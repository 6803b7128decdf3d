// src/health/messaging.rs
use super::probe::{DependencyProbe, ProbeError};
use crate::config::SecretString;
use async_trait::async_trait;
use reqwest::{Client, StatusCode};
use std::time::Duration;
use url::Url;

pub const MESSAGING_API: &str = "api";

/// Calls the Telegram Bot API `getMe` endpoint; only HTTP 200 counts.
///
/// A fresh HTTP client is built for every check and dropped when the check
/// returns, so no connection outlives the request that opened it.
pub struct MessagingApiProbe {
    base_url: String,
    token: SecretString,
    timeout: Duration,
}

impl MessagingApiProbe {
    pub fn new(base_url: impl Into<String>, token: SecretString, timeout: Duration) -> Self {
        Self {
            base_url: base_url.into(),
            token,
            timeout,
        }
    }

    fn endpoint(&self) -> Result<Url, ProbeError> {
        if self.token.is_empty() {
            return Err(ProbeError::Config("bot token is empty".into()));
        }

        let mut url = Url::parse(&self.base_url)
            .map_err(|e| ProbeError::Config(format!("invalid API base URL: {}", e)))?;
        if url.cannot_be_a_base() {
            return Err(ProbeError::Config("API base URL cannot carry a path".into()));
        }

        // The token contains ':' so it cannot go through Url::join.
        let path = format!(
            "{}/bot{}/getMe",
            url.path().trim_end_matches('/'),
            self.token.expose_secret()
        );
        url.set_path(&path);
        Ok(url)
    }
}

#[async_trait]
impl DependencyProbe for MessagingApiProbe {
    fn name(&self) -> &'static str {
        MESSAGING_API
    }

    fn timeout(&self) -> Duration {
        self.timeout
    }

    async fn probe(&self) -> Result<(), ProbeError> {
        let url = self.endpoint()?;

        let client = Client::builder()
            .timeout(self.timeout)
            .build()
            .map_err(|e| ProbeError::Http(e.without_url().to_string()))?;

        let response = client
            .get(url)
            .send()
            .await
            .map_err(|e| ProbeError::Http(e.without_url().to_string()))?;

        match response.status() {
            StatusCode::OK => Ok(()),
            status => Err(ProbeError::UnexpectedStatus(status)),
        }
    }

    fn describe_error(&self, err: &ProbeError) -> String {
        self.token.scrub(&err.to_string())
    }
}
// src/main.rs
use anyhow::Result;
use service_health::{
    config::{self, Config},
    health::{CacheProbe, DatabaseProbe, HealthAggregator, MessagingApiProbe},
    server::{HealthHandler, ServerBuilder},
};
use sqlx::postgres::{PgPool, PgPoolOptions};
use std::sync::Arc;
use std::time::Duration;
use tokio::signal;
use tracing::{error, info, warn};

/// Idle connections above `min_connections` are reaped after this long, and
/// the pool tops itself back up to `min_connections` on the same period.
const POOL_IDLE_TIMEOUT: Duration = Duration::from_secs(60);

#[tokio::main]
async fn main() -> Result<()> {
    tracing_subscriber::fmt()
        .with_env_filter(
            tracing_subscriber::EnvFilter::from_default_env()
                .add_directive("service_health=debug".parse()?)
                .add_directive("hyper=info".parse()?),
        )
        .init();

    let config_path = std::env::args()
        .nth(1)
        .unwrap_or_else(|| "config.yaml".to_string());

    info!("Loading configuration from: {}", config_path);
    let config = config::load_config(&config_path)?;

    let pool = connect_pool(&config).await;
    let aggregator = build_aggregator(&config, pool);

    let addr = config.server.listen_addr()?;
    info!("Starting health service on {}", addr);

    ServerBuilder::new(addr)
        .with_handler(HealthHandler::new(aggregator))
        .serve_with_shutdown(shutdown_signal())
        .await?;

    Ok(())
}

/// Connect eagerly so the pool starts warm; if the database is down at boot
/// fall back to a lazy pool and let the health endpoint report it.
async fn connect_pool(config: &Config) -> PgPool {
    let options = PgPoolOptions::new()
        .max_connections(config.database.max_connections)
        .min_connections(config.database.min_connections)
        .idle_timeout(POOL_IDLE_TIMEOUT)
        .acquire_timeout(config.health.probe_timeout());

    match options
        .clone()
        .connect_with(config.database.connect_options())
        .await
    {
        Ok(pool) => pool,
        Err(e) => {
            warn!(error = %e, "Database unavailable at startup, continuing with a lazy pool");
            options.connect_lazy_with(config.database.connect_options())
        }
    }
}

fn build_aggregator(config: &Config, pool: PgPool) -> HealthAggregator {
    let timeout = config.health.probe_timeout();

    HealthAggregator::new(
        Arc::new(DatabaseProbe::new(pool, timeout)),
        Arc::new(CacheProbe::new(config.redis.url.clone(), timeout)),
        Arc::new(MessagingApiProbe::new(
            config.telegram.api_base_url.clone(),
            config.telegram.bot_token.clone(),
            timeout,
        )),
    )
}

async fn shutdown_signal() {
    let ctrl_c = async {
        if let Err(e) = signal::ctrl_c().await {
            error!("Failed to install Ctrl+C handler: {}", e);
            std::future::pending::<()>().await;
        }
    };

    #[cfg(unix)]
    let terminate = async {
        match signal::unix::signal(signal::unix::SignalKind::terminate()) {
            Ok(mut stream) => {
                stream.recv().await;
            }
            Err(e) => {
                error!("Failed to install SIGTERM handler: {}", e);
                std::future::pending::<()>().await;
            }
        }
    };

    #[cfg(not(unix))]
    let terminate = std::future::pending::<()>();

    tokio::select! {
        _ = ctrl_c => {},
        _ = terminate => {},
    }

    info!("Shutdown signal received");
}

**WORK INSTRUCTIONS**
Look through the material and find each line that includes "await", then copy it.

**FINAL ANSWER**
            .await
    let pool = connect_pool(&config).await;
        .await?;
        .await
        if let Err(e) = signal::ctrl_c().await {
            std::future::pending::<()>().await;
                stream.recv().await;
                std::future::pending::<()>().await;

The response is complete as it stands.